Breakdown: Another favorite cartoon of mine as a teen was Kim Possible. One of the first ever animated crime-fighting shows I was exposed to where there was a kick-ass female lead. Granted, it seemed like they purposely made Ron a bumbling fool to equal the scales on stereotypes, though. I love Ron, don’t get me wrong, and he definitely has his moments, but most of the time he’s relegated to causing accidents or having his pants fall down. Plus, this was the first Disney show that broke the ‘four seasons/100 episodes only’ rule.

This Christmas special is one I can go without watching every year, but is still a good special. The Possibles, despite also seeming to have that weird Christmas special tradition of ‘decorate and do everything for Christmas that should be planned/done before Christmas on Christmas’ thing, do a hell of a lot for Christmas, which I guess should be expected of them. I got kinda jealous. I have to prod my parents to do a lot of Christmas stuff, but they have a whole day and night loaded with holiday festivities.

It’s a nice gesture of Ron to go do ‘superhero’ stuff to give Kim a quiet Christmas at home, even if Wade should’ve had the forethought to stop him since, well, it’s really a terrible idea. Ron really only succeeded in his mission because Shego wasn’t there. She took Christmas off to vacation at the beach.

Some more points that I enjoyed/thought were minor but sweet;

Kim crying due to not being able to find Ron. She’s usually pretty stonefaced in the crying department, and it was nice to see her crack her shell a bit more when her best friend is missing and might be hurt.

Drakken saving Ron from the polar bear. They don’t even mention him doing it, but he clearly pulls Ron away from the bear when they notice it behind him. And Drakken’s heart grew three sizes that day.

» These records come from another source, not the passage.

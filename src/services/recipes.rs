// ABOUTME: Recipe lifecycle operations over the storage collaborator
// ABOUTME: Save with cycle checks, guarded delete, sub-recipe picker data, and import
//
// SPDX-License-Identifier: MIT OR Apache-2.0
// Copyright (c) 2025 Async-IO.org

use std::collections::BTreeSet;
use std::sync::Arc;

use meal_planner_core::errors::{AppError, AppResult, ErrorCode};
use meal_planner_core::models::{IdGenerator, Recipe};
use meal_planner_intelligence::{
    ImportOutcome, ImportedRecipe, PlannerConfig, RecipeGraph, RecipeImporter,
};
use serde::{Deserialize, Serialize};
use serde_json::json;
use tokio::sync::Mutex;
use tracing::{debug, info};

use crate::database::{IngredientRepository, RecipeRepository};

/// Whether `save_recipe` inserted or replaced
#[derive(Debug, Clone, Copy, PartialEq, Eq, Serialize, Deserialize)]
#[serde(rename_all = "snake_case")]
pub enum SaveOutcome {
    /// New recipe stored
    Created,
    /// Existing recipe replaced
    Updated,
}

/// A recipe that may be offered as a sub-recipe
#[derive(Debug, Clone, PartialEq, Eq, Serialize, Deserialize)]
pub struct SubRecipeCandidate {
    /// Recipe id
    pub id: String,
    /// Recipe name
    pub name: String,
}

/// Data a sub-recipe picker needs for one recipe being edited
#[derive(Debug, Clone, PartialEq, Eq, Serialize, Deserialize)]
pub struct SubRecipePicker {
    /// Recipe being edited
    pub recipe_id: String,
    /// Ids that must not be offered: the recipe itself and every recipe that nests it
    pub excluded_ids: BTreeSet<String>,
    /// Nesting depth of the recipe, capped at the configured picker depth
    pub depth: usize,
    /// Whether the cap was reached
    pub at_max_depth: bool,
    /// Recipes that are safe to add, sorted by name
    pub candidates: Vec<SubRecipeCandidate>,
}

/// Recipe operations that keep the stored sub-recipe graph acyclic
///
/// Saves and deletes hold a service-wide write lock from the snapshot read through the
/// storage write, so two saves through the same service cannot both pass the cycle
/// check against a stale snapshot. Writes that reach the repository some other way are
/// not covered; see [`RecipeRepository`].
pub struct RecipeService {
    recipes: Arc<dyn RecipeRepository>,
    ingredients: Arc<dyn IngredientRepository>,
    config: PlannerConfig,
    ids: Arc<dyn IdGenerator>,
    writes: Mutex<()>,
}

impl RecipeService {
    /// Create a service over the given collaborators
    #[must_use]
    pub fn new(
        recipes: Arc<dyn RecipeRepository>,
        ingredients: Arc<dyn IngredientRepository>,
        config: PlannerConfig,
        ids: Arc<dyn IdGenerator>,
    ) -> Self {
        Self {
            recipes,
            ingredients,
            config,
            ids,
            writes: Mutex::new(()),
        }
    }

    /// Validate and store a recipe
    ///
    /// # Errors
    ///
    /// `InvalidInput`/`ValueOutOfRange` for bad fields, `CircularReference` when a
    /// sub-recipe edge would close a loop, or any storage error
    pub async fn save_recipe(&self, recipe: &Recipe) -> AppResult<SaveOutcome> {
        recipe.validate()?;

        let _write = self.writes.lock().await;
        let snapshot = self.recipes.get_all_recipes().await?;
        RecipeGraph::new(&snapshot).ensure_acyclic(recipe)?;

        let outcome = if snapshot.iter().any(|r| r.id == recipe.id) {
            self.recipes.update_recipe(recipe).await?;
            SaveOutcome::Updated
        } else {
            self.recipes.add_recipe(recipe).await?;
            SaveOutcome::Created
        };

        info!(
            recipe_id = %recipe.id,
            outcome = ?outcome,
            sub_recipes = recipe.sub_recipes.len(),
            "Saved recipe"
        );
        Ok(outcome)
    }

    /// Delete a recipe nothing else nests
    ///
    /// # Errors
    ///
    /// `ResourceNotFound` for an unknown id, `ResourceInUse` when other recipes
    /// still reference it as a sub-recipe
    pub async fn delete_recipe(&self, recipe_id: &str) -> AppResult<()> {
        let _write = self.writes.lock().await;
        let snapshot = self.recipes.get_all_recipes().await?;
        if !snapshot.iter().any(|r| r.id == recipe_id) {
            return Err(AppError::not_found(format!("Recipe '{recipe_id}'")));
        }

        let parents: Vec<&str> = snapshot
            .iter()
            .filter(|r| r.sub_recipe_ids().any(|id| id == recipe_id))
            .map(|r| r.id.as_str())
            .collect();
        if !parents.is_empty() {
            return Err(AppError::new(
                ErrorCode::ResourceInUse,
                format!(
                    "Recipe '{recipe_id}' is used as a sub-recipe by {} recipe(s)",
                    parents.len()
                ),
            )
            .with_resource_id(recipe_id)
            .with_details(json!({ "referenced_by": parents })));
        }

        self.recipes.delete_recipe(recipe_id).await?;
        info!(recipe_id, "Deleted recipe");
        Ok(())
    }

    /// Excluded ids, depth, and safe candidates for editing `recipe_id`
    ///
    /// An id not yet stored (a recipe being created) excludes only itself.
    ///
    /// # Errors
    ///
    /// Storage errors only
    pub async fn sub_recipe_picker(&self, recipe_id: &str) -> AppResult<SubRecipePicker> {
        let snapshot = self.recipes.get_all_recipes().await?;
        let graph = RecipeGraph::new(&snapshot);

        let excluded_ids = graph.excluded_ids(recipe_id);
        let depth = graph.depth(recipe_id, self.config.picker_max_depth);

        let mut candidates: Vec<SubRecipeCandidate> = snapshot
            .iter()
            .filter(|r| !excluded_ids.contains(&r.id))
            .map(|r| SubRecipeCandidate {
                id: r.id.clone(),
                name: r.name.clone(),
            })
            .collect();
        candidates.sort_by(|a, b| {
            a.name
                .to_lowercase()
                .cmp(&b.name.to_lowercase())
                .then_with(|| a.id.cmp(&b.id))
        });

        debug!(
            recipe_id,
            excluded = excluded_ids.len(),
            candidates = candidates.len(),
            depth,
            "Built sub-recipe picker"
        );

        Ok(SubRecipePicker {
            recipe_id: recipe_id.to_owned(),
            excluded_ids,
            depth,
            at_max_depth: depth >= self.config.picker_max_depth,
            candidates,
        })
    }

    /// Import a loosely typed recipe under a fresh id and store it
    ///
    /// # Errors
    ///
    /// The import issues as `InvalidInput` (or `CircularReference`), plus any
    /// error from [`Self::save_recipe`]
    pub async fn import_recipe(&self, imported: &ImportedRecipe) -> AppResult<ImportOutcome> {
        let (recipes, ingredients) = tokio::try_join!(
            self.recipes.get_all_recipes(),
            self.ingredients.get_all_ingredients()
        )?;

        let outcome =
            RecipeImporter::new(&ingredients, &recipes).import(self.ids.next_id(), imported)?;
        self.save_recipe(&outcome.recipe).await?;
        Ok(outcome)
    }
}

Drakken and Ron bonding over Snowman Hank. There is a very old Christmas special for kids (in this universe) that is called Snowman Hank, and Ron loved watching it each year as his own little Christmas tradition yet was devastated when he found it was canceled in lieu of some x-treme snow sports show called X-treme X-mas. Now, most of the old beloved Christmas specials I grew up on are still airing on Christmas, like Rudolph the Red-Nosed Reindeer and A Charlie Brown Christmas, but this is actually kinda ironic because this very episode is one of those ‘lost Christmas specials’ to me. If I didn’t have the Internet, my Christmas would be partially barren of these old special episodes.

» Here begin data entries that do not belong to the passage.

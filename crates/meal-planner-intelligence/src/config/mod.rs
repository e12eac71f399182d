// ABOUTME: Planner engine configuration with defaults, environment overrides, and validation
// ABOUTME: Resolution depth cutoff, picker depth cap, consolidation threshold, unit policy
//
// SPDX-License-Identifier: MIT OR Apache-2.0
// Copyright (c) 2025 Async-IO.org

//! Planner engine configuration.
//!
//! Loading follows three steps: start from [`PlannerConfig::default`], apply
//! `MEAL_PLANNER_*` environment overrides, then validate. Parse failures name the
//! offending variable.

mod error;

pub use error::ConfigError;

use meal_planner_core::constants::graph::{DEFAULT_PICKER_MAX_DEPTH, MAX_RESOLUTION_DEPTH};
use meal_planner_core::constants::units::CONSOLIDATION_THRESHOLD;
use serde::{Deserialize, Serialize};
use std::env;
use std::str::FromStr;
use std::sync::OnceLock;
use tracing::warn;

use crate::units::IncompatibleUnitPolicy;

/// Global configuration singleton
static PLANNER_CONFIG: OnceLock<PlannerConfig> = OnceLock::new();

/// Env var overriding [`PlannerConfig::max_resolution_depth`]
pub const ENV_MAX_RESOLUTION_DEPTH: &str = "MEAL_PLANNER_MAX_RESOLUTION_DEPTH";
/// Env var overriding [`PlannerConfig::picker_max_depth`]
pub const ENV_PICKER_MAX_DEPTH: &str = "MEAL_PLANNER_PICKER_MAX_DEPTH";
/// Env var overriding [`PlannerConfig::consolidation_threshold`]
pub const ENV_CONSOLIDATION_THRESHOLD: &str = "MEAL_PLANNER_CONSOLIDATION_THRESHOLD";
/// Env var overriding [`PlannerConfig::incompatible_unit_policy`]
pub const ENV_INCOMPATIBLE_UNIT_POLICY: &str = "MEAL_PLANNER_INCOMPATIBLE_UNIT_POLICY";

/// Tunable settings for the recipe graph and grocery engine
#[derive(Debug, Clone, PartialEq, Serialize, Deserialize)]
pub struct PlannerConfig {
    /// Recursion cutoff for sub-recipe expansion
    pub max_resolution_depth: usize,
    /// Depth cap reported to sub-recipe pickers
    pub picker_max_depth: usize,
    /// Canonical quantity at which grams become kilograms and milliliters become liters
    pub consolidation_threshold: f64,
    /// Behavior for conversions with no known factor
    pub incompatible_unit_policy: IncompatibleUnitPolicy,
}

impl Default for PlannerConfig {
    fn default() -> Self {
        Self {
            max_resolution_depth: MAX_RESOLUTION_DEPTH,
            picker_max_depth: DEFAULT_PICKER_MAX_DEPTH,
            consolidation_threshold: CONSOLIDATION_THRESHOLD,
            incompatible_unit_policy: IncompatibleUnitPolicy::PassThrough,
        }
    }
}

impl PlannerConfig {
    /// Get the global configuration instance
    pub fn global() -> &'static Self {
        PLANNER_CONFIG.get_or_init(|| {
            Self::load().unwrap_or_else(|e| {
                warn!("Failed to load planner config: {e}, using defaults");
                Self::default()
            })
        })
    }

    /// Load configuration from the environment
    ///
    /// # Errors
    ///
    /// Returns an error if an environment variable is not Unicode, cannot be parsed, or the
    /// result fails validation
    pub fn load() -> Result<Self, ConfigError> {
        let config = Self::default().apply_env_overrides()?;
        config.validate()?;
        Ok(config)
    }

    /// Validate the configuration
    ///
    /// # Errors
    ///
    /// Returns [`ConfigError::ValueOutOfRange`] for a zero depth or a non-positive threshold
    pub fn validate(&self) -> Result<(), ConfigError> {
        if self.max_resolution_depth == 0 {
            return Err(ConfigError::ValueOutOfRange(
                "Max resolution depth must be at least 1",
            ));
        }
        if self.picker_max_depth == 0 {
            return Err(ConfigError::ValueOutOfRange(
                "Picker max depth must be at least 1",
            ));
        }
        if !(self.consolidation_threshold.is_finite() && self.consolidation_threshold > 0.0) {
            return Err(ConfigError::ValueOutOfRange(
                "Consolidation threshold must be a positive number",
            ));
        }
        Ok(())
    }

    /// Helper function to parse and apply an environment variable override
    ///
    /// An unset variable leaves `target` alone; a set but non-Unicode one is an error.
    fn apply_env_var<T: FromStr>(env_var_name: &str, target: &mut T) -> Result<(), ConfigError> {
        let val = match env::var(env_var_name) {
            Ok(val) => val,
            Err(env::VarError::NotPresent) => return Ok(()),
            Err(e) => return Err(e.into()),
        };
        *target = val
            .trim()
            .parse()
            .map_err(|_| ConfigError::Parse(format!("Invalid {env_var_name}")))?;
        Ok(())
    }

    fn apply_env_overrides(mut self) -> Result<Self, ConfigError> {
        Self::apply_env_var(ENV_MAX_RESOLUTION_DEPTH, &mut self.max_resolution_depth)?;
        Self::apply_env_var(ENV_PICKER_MAX_DEPTH, &mut self.picker_max_depth)?;
        Self::apply_env_var(
            ENV_CONSOLIDATION_THRESHOLD,
            &mut self.consolidation_threshold,
        )?;
        Self::apply_env_var(
            ENV_INCOMPATIBLE_UNIT_POLICY,
            &mut self.incompatible_unit_policy,
        )?;
        Ok(self)
    }
}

Drakken and Ron have always seemed similar, just like Shego and Kim have a lot of similarities, and I liked when they decided to start a truce to just have their own little Christmas, celebrating Snowman Hank, in their hollowed out and decorated trash pod. I especially liked how Drakken said with a big sincere smile “Come the New Year, this truce is over. I’m going to open a bag of freak on all of you!”

Kim’s family following along was also a nice touch. It’s emphasizes that the holidays are also about being together with your family, even if they’re fighting a giant anaconda in the Amazon.

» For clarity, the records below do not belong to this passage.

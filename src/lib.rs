// ABOUTME: Main library entry point for the meal planner engine
// ABOUTME: Storage collaborator traits, async services, and logging around the synchronous engine
//
// SPDX-License-Identifier: MIT OR Apache-2.0
// Copyright (c) 2025 Async-IO.org

#![deny(unsafe_code)]

//! # Meal Planner
//!
//! Recipe graph analysis and grocery list aggregation for a meal planning
//! application. Recipes nest other recipes as sub-recipes; meal plans schedule
//! recipes (or free-form meals) on dates; grocery lists merge every ingredient
//! needed across a date range.
//!
//! ## Architecture
//!
//! - **`meal_planner_core`**: models, `AppError`, constants
//! - **`meal_planner_intelligence`**: the pure engine (units, graph, resolver, aggregator, import)
//! - **database**: async repository traits and an in-memory store
//! - **services**: recipe and grocery list operations over a repository
//! - **logging**: `tracing-subscriber` setup for embedding applications
//!
//! ## Example Usage
//!
//! ```rust,no_run
//! use std::sync::Arc;
//!
//! use chrono::NaiveDate;
//! use meal_planner::database::InMemoryStore;
//! use meal_planner::errors::AppResult;
//! use meal_planner::models::{DateRange, UuidIdGenerator};
//! use meal_planner::services::PlannerServices;
//! use meal_planner::intelligence::PlannerConfig;
//!
//! #[tokio::main]
//! async fn main() -> AppResult<()> {
//!     let store = InMemoryStore::new();
//!     let services =
//!         PlannerServices::in_memory(&store, PlannerConfig::default(), Arc::new(UuidIdGenerator));
//!
//!     let start = NaiveDate::from_ymd_opt(2025, 3, 3).unwrap_or_default();
//!     let end = NaiveDate::from_ymd_opt(2025, 3, 9).unwrap_or_default();
//!     let generated = services
//!         .grocery
//!         .generate(DateRange::new(start, end)?, "Week 10")
//!         .await?;
//!     println!("{} items", generated.items.len());
//!     Ok(())
//! }
//! ```

/// Unified error handling shared by every crate in the workspace
pub use meal_planner_core::errors;

/// Domain models (recipes, ingredients, meal plans, grocery lists)
pub use meal_planner_core::models;

/// Unit factors, depth limits, and labels
pub use meal_planner_core::constants;

/// The synchronous engine
pub use meal_planner_intelligence as intelligence;

/// Storage collaborator traits and the in-memory store
pub mod database;

/// Structured logging configuration
pub mod logging;

/// Recipe and grocery list services
pub mod services;
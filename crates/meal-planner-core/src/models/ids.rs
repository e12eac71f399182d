// ABOUTME: Id generation seam for records created by the engine
// ABOUTME: UUID v4 generator for production and a sequential generator for reproducible output
//
// SPDX-License-Identifier: MIT OR Apache-2.0
// Copyright (c) 2025 Async-IO.org

use std::sync::atomic::{AtomicU64, Ordering};
use uuid::Uuid;

/// Supplies opaque unique string ids
pub trait IdGenerator: Send + Sync {
    /// Produce the next id
    fn next_id(&self) -> String;
}

/// Random UUID v4 ids
#[derive(Debug, Clone, Copy, Default)]
pub struct UuidIdGenerator;

impl IdGenerator for UuidIdGenerator {
    fn next_id(&self) -> String {
        Uuid::new_v4().to_string()
    }
}

/// `prefix-1`, `prefix-2`, ... ids
#[derive(Debug)]
pub struct SequentialIdGenerator {
    prefix: String,
    counter: AtomicU64,
}

impl SequentialIdGenerator {
    /// Start a sequence with `prefix`
    #[must_use]
    pub fn new(prefix: impl Into<String>) -> Self {
        Self {
            prefix: prefix.into(),
            counter: AtomicU64::new(0),
        }
    }
}

impl IdGenerator for SequentialIdGenerator {
    fn next_id(&self) -> String {
        let next = self.counter.fetch_add(1, Ordering::Relaxed) + 1;
        format!("{}-{next}", self.prefix)
    }
}

#[cfg(test)]
mod tests {
    use super::*;

    #[test]
    fn test_sequential_ids() {
        let ids = SequentialIdGenerator::new("item");
        assert_eq!(ids.next_id(), "item-1");
        assert_eq!(ids.next_id(), "item-2");
    }

    #[test]
    fn test_uuid_ids_are_unique() {
        let ids = UuidIdGenerator;
        assert_ne!(ids.next_id(), ids.next_id());
    }
}
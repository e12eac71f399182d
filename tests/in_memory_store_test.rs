// ABOUTME: Tests for the in-memory storage collaborator
// ABOUTME: Duplicate ids, missing records, range queries, and shared state across clones
//
// SPDX-License-Identifier: MIT OR Apache-2.0
// Copyright (c) 2025 Async-IO.org

#![allow(clippy::unwrap_used, clippy::expect_used, clippy::panic)]
#![allow(missing_docs)]

use std::collections::BTreeSet;

use chrono::{NaiveDate, Utc};
use meal_planner::database::{
    GroceryListRepository, IngredientRepository, InMemoryStore, MealPlanRepository,
    RecipeRepository,
};
use meal_planner::errors::ErrorCode;
use meal_planner::models::{
    DateRange, GroceryItem, GroceryItemRef, GroceryList, Ingredient, IngredientCategory,
    MealPlan, MealSlot, MeasurementUnit, Recipe,
};

fn date(day: u32) -> NaiveDate {
    NaiveDate::from_ymd_opt(2026, 5, day).unwrap()
}

fn list(id: &str) -> GroceryList {
    GroceryList {
        id: id.to_owned(),
        name: "Weekend".to_owned(),
        date_range: DateRange::new(date(1), date(2)).unwrap(),
        created_at: Utc::now(),
    }
}

fn item(id: &str, list_id: &str) -> GroceryItem {
    GroceryItem {
        id: id.to_owned(),
        list_id: list_id.to_owned(),
        ingredient: GroceryItemRef::FreeText {
            name: "bread".to_owned(),
        },
        name: "Bread".to_owned(),
        quantity: 1.0,
        unit: MeasurementUnit::Piece,
        category: IngredientCategory::Other,
        checked: false,
        meal_plan_ids: BTreeSet::new(),
    }
}

#[tokio::test]
async fn test_recipe_crud() {
    let store = InMemoryStore::new();
    let recipe = Recipe::new("r1", "Toast", 1);

    store.add_recipe(&recipe).await.unwrap();
    let err = store.add_recipe(&recipe).await.unwrap_err();
    assert_eq!(err.code, ErrorCode::ResourceAlreadyExists);

    let err = store
        .update_recipe(&Recipe::new("r2", "Jam", 1))
        .await
        .unwrap_err();
    assert_eq!(err.code, ErrorCode::ResourceNotFound);

    store.delete_recipe("r1").await.unwrap();
    let err = store.delete_recipe("r1").await.unwrap_err();
    assert_eq!(err.code, ErrorCode::ResourceNotFound);
}

#[tokio::test]
async fn test_clones_share_state() {
    let store = InMemoryStore::new();
    let other = store.clone();
    other
        .add_ingredient(&Ingredient::new(
            "salt",
            "Salt",
            IngredientCategory::Spices,
            MeasurementUnit::Pinch,
        ))
        .await
        .unwrap();
    assert_eq!(store.get_all_ingredients().await.unwrap().len(), 1);
}

#[tokio::test]
async fn test_meal_plan_range_is_inclusive() {
    let store = InMemoryStore::new();
    for (id, day) in [("a", 1), ("b", 3), ("c", 4)] {
        store
            .add_meal_plan(&MealPlan::custom(id, date(day), MealSlot::Lunch, "Picnic"))
            .await
            .unwrap();
    }
    let range = DateRange::new(date(1), date(3)).unwrap();
    let ids: Vec<String> = store
        .get_all_meal_plans_in_range(&range)
        .await
        .unwrap()
        .into_iter()
        .map(|p| p.id)
        .collect();
    assert_eq!(ids, vec!["a".to_owned(), "b".to_owned()]);
}

#[tokio::test]
async fn test_persist_rejects_duplicates_and_foreign_items() {
    let store = InMemoryStore::new();
    store
        .persist_grocery_list(&list("l1"), &[item("i1", "l1")])
        .await
        .unwrap();

    let err = store
        .persist_grocery_list(&list("l1"), &[])
        .await
        .unwrap_err();
    assert_eq!(err.code, ErrorCode::ResourceAlreadyExists);

    let err = store
        .persist_grocery_list(&list("l2"), &[item("i2", "l1")])
        .await
        .unwrap_err();
    assert_eq!(err.code, ErrorCode::InvalidInput);
    assert!(store.get_grocery_list("l2").await.unwrap().is_none());
}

There’s a highly noted moment in this episode where Kim kisses Ron on the cheek because, of course, mistletoe, but even though I liked that moment when I was a kid, I can’t help but think it’s a bit….meh now. Not just because they now have entire season where they’re dating, it’s just a bit on the predictable side. I mean, it’s cute, but the mistletoe moment between the ‘will-they-won’t-they’ characters is just a giant yule log of cliché.

All in all, this is indeed a great episode with some nice holiday cheer, funny moments, action and some great character interactions, but it’s still not one of those ‘can’t miss’ Christmas specials to me. I still love the show and everything, and this was nice to watch this time of year, but I can do without it.

Also, there’s one specially made Christmas song in this episode and it’s just alright. Kinda catchy, kinda cheesy; just alright.